* [INSTRUCTIONS TO FOLLOW]
Your task is to copy every line below that contains the word "ConfigError".

* [DATASET ENTRIES]
____________________

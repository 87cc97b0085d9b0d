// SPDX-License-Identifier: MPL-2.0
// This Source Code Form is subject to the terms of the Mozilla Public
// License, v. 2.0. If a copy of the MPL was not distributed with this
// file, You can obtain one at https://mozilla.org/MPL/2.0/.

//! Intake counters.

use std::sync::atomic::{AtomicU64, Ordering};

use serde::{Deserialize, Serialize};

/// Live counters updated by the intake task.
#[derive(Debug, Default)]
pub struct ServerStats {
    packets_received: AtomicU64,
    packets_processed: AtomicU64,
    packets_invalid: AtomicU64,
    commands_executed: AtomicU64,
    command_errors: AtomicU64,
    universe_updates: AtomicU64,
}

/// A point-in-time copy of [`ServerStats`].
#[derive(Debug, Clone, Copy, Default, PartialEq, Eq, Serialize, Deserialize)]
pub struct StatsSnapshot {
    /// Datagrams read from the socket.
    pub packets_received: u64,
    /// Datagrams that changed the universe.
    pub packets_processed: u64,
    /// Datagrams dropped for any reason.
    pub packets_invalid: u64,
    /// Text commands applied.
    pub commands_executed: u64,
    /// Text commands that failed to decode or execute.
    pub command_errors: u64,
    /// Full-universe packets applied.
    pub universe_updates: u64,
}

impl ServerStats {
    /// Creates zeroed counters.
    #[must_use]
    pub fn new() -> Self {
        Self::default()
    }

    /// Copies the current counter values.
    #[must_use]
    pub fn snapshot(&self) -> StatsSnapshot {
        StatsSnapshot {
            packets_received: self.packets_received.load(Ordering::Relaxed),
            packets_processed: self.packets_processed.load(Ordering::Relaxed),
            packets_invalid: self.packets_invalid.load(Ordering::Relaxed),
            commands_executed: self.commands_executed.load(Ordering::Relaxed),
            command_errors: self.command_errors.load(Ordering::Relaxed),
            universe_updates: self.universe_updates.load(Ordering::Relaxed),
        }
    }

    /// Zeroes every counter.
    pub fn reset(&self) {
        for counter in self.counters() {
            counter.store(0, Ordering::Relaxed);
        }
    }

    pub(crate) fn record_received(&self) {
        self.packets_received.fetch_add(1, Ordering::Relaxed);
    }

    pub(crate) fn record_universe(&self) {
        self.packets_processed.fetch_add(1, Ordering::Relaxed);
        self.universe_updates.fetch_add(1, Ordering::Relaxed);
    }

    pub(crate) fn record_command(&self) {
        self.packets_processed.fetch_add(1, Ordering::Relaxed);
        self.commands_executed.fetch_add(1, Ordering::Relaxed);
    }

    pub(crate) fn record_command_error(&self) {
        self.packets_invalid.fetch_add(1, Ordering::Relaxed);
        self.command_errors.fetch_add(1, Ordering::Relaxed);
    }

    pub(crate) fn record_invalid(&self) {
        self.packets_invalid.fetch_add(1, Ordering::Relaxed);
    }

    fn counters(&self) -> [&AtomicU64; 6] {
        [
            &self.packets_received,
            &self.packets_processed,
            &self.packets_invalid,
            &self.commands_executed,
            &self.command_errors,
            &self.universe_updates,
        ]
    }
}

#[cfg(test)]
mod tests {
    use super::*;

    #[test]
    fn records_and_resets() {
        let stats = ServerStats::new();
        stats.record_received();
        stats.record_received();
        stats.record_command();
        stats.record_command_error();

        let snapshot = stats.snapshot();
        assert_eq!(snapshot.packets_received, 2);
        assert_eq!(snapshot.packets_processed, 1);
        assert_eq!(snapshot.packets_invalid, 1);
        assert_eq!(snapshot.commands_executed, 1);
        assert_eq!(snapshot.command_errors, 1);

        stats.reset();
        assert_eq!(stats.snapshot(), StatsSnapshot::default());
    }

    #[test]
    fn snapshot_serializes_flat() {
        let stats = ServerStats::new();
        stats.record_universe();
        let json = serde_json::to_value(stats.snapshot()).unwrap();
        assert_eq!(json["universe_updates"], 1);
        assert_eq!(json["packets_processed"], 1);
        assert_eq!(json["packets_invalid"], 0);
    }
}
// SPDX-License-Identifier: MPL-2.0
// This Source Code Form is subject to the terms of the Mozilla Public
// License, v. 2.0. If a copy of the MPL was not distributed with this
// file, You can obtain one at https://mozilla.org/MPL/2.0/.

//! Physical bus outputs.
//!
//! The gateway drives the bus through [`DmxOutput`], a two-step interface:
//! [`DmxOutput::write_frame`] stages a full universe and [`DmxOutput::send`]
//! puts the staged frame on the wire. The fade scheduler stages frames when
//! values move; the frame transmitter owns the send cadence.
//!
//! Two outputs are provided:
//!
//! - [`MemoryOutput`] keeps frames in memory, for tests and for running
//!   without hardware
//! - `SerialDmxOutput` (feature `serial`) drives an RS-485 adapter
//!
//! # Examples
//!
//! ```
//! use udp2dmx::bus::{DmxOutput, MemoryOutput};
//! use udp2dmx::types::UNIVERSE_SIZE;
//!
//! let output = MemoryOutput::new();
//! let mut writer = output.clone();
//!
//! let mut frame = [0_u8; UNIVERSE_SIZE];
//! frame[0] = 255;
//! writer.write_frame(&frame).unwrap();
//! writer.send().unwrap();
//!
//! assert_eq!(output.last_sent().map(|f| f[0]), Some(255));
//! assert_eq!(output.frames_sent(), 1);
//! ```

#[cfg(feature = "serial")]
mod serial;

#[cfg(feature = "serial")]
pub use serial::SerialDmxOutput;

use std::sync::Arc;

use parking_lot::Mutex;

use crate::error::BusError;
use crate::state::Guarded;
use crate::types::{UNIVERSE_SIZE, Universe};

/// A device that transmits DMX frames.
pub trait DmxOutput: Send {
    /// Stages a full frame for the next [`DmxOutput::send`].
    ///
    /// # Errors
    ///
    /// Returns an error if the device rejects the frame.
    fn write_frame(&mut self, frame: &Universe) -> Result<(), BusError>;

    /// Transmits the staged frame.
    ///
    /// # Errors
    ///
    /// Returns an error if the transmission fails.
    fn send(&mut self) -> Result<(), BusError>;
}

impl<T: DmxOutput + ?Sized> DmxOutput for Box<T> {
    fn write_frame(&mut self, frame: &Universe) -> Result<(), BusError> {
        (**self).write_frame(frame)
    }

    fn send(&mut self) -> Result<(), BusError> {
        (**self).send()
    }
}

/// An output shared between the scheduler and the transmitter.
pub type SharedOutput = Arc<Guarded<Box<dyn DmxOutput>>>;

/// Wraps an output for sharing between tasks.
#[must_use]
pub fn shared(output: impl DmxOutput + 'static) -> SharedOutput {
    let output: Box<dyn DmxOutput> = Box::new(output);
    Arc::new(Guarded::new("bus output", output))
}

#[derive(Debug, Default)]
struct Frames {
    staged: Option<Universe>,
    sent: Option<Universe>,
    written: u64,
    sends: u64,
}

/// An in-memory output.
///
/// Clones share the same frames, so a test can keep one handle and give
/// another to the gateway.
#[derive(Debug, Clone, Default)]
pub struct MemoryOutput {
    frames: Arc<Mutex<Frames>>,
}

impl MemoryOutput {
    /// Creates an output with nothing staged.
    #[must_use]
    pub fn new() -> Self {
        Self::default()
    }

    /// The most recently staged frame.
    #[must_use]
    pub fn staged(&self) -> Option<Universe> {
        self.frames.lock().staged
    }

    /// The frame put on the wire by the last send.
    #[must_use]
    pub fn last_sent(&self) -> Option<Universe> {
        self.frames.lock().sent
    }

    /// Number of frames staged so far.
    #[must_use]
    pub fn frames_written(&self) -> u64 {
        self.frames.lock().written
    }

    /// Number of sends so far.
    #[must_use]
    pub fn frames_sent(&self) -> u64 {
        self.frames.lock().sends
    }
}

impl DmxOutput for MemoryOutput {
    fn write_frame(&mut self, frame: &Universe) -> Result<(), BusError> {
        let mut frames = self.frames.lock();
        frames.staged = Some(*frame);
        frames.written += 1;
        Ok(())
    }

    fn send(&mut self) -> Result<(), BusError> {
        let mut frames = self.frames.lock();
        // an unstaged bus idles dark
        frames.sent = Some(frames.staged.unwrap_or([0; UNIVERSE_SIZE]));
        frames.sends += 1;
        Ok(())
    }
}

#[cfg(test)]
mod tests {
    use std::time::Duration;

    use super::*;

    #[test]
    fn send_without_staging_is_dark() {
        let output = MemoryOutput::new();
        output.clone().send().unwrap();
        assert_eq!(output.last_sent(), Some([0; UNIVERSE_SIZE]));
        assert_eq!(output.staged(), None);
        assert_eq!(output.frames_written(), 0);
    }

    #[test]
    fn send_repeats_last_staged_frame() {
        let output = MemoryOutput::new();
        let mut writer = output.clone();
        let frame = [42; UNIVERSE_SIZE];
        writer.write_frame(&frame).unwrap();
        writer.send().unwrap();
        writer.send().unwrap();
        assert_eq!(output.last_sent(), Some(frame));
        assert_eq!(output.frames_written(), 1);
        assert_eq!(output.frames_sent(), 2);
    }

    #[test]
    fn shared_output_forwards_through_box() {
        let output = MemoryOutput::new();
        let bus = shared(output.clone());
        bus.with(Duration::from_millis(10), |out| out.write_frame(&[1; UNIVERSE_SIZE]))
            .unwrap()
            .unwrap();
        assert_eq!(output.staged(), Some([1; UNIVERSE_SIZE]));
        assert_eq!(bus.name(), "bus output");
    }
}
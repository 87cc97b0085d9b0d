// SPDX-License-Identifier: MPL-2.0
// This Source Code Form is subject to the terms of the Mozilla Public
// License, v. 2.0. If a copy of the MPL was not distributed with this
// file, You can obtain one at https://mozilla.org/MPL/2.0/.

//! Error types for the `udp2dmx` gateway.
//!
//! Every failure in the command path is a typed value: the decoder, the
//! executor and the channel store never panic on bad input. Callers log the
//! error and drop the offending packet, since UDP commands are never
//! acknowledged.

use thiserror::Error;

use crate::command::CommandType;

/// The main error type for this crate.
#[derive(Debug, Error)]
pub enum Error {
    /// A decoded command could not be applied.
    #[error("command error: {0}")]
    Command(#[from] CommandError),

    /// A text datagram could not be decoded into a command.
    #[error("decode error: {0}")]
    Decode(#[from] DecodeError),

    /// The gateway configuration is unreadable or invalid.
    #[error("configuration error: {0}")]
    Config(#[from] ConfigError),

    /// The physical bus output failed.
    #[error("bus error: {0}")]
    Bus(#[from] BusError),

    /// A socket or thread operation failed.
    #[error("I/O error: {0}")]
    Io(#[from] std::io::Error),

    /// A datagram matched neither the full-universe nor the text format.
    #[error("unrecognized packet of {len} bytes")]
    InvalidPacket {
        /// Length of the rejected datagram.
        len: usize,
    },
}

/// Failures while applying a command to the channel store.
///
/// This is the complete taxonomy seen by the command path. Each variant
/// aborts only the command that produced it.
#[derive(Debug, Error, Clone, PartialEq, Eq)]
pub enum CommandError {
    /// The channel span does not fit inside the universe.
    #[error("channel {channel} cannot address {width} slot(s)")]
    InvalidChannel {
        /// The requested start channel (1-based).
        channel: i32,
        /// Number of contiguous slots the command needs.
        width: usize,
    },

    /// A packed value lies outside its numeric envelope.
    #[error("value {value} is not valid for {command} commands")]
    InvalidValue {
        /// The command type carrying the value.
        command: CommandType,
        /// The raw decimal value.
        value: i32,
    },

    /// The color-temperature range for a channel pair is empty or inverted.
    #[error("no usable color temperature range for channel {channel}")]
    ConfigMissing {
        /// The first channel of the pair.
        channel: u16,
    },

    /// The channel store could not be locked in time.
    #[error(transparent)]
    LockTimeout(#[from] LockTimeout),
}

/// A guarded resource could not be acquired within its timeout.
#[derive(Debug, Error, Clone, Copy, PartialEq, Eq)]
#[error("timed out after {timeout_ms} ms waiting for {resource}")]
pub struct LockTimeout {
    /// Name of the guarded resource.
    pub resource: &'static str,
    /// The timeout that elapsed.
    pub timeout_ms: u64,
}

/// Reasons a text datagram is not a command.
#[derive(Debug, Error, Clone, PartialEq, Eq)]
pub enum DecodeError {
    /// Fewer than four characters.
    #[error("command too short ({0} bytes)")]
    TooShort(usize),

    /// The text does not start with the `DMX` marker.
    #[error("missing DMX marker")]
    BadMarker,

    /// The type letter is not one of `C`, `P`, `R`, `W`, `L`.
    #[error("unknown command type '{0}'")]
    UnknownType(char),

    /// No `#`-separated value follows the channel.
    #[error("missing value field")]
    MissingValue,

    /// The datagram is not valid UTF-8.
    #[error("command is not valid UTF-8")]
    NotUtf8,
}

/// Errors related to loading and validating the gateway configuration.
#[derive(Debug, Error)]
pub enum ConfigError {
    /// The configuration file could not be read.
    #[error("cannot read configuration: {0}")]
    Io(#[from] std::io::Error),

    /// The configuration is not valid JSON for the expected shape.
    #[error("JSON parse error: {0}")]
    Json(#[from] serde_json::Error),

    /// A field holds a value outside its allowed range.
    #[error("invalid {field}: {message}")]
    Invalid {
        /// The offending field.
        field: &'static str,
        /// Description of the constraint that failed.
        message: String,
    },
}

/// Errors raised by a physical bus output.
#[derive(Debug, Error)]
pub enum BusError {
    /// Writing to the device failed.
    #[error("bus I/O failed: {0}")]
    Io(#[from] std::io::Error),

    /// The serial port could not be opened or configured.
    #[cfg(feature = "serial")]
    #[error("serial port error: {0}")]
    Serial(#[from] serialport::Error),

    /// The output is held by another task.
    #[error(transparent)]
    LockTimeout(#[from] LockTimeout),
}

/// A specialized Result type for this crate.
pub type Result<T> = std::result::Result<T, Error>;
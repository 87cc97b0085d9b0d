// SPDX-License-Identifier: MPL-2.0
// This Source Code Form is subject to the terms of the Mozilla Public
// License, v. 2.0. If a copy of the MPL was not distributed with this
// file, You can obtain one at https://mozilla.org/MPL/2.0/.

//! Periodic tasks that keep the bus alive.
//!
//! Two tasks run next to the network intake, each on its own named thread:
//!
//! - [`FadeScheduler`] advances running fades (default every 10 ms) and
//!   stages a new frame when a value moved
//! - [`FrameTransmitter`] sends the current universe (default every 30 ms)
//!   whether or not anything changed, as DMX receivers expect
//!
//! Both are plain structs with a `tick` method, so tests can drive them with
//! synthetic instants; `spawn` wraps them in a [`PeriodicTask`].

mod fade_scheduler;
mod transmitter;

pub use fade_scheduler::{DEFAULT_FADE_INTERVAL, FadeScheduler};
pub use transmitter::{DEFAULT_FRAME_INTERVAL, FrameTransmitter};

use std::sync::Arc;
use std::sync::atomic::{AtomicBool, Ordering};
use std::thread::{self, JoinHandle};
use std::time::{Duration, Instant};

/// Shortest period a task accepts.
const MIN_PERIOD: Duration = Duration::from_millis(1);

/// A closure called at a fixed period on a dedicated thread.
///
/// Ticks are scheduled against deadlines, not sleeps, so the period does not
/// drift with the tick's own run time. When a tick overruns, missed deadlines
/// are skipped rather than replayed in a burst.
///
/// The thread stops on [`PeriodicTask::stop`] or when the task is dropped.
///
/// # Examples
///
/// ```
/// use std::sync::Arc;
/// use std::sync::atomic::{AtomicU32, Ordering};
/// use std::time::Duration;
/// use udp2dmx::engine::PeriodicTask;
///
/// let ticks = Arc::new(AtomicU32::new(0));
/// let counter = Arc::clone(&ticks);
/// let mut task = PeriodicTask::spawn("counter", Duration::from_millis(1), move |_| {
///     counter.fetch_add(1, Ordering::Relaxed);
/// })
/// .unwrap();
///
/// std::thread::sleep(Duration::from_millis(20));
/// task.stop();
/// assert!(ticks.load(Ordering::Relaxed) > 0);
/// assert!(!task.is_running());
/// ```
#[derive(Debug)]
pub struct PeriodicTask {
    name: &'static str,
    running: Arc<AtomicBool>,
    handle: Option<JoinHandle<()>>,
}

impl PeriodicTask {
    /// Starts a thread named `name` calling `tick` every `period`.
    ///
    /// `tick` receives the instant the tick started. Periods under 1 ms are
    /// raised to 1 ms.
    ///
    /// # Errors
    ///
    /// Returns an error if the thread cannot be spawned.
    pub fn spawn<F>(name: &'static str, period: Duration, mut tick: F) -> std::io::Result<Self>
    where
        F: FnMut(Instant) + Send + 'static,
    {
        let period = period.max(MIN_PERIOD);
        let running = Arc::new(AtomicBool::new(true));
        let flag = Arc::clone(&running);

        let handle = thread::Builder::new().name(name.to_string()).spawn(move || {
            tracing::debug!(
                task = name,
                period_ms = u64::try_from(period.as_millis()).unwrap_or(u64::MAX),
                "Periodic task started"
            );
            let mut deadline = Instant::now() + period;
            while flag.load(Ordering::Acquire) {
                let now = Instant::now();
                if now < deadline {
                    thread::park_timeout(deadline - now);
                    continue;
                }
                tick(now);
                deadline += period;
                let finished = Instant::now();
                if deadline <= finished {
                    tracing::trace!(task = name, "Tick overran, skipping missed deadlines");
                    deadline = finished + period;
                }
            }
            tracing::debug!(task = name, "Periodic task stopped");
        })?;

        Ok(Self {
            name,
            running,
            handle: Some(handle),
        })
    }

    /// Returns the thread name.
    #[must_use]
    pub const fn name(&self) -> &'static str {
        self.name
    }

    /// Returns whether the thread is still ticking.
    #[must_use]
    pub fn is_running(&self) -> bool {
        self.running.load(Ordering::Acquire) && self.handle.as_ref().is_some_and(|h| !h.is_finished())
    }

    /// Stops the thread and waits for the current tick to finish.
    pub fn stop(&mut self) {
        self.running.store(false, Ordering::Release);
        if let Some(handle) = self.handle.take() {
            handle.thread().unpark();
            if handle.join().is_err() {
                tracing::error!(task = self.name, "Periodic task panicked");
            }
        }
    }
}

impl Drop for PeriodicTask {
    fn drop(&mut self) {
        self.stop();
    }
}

____________________

* [EXERCISE SOLUTION]
    Config(#[from] ConfigError),
pub enum ConfigError {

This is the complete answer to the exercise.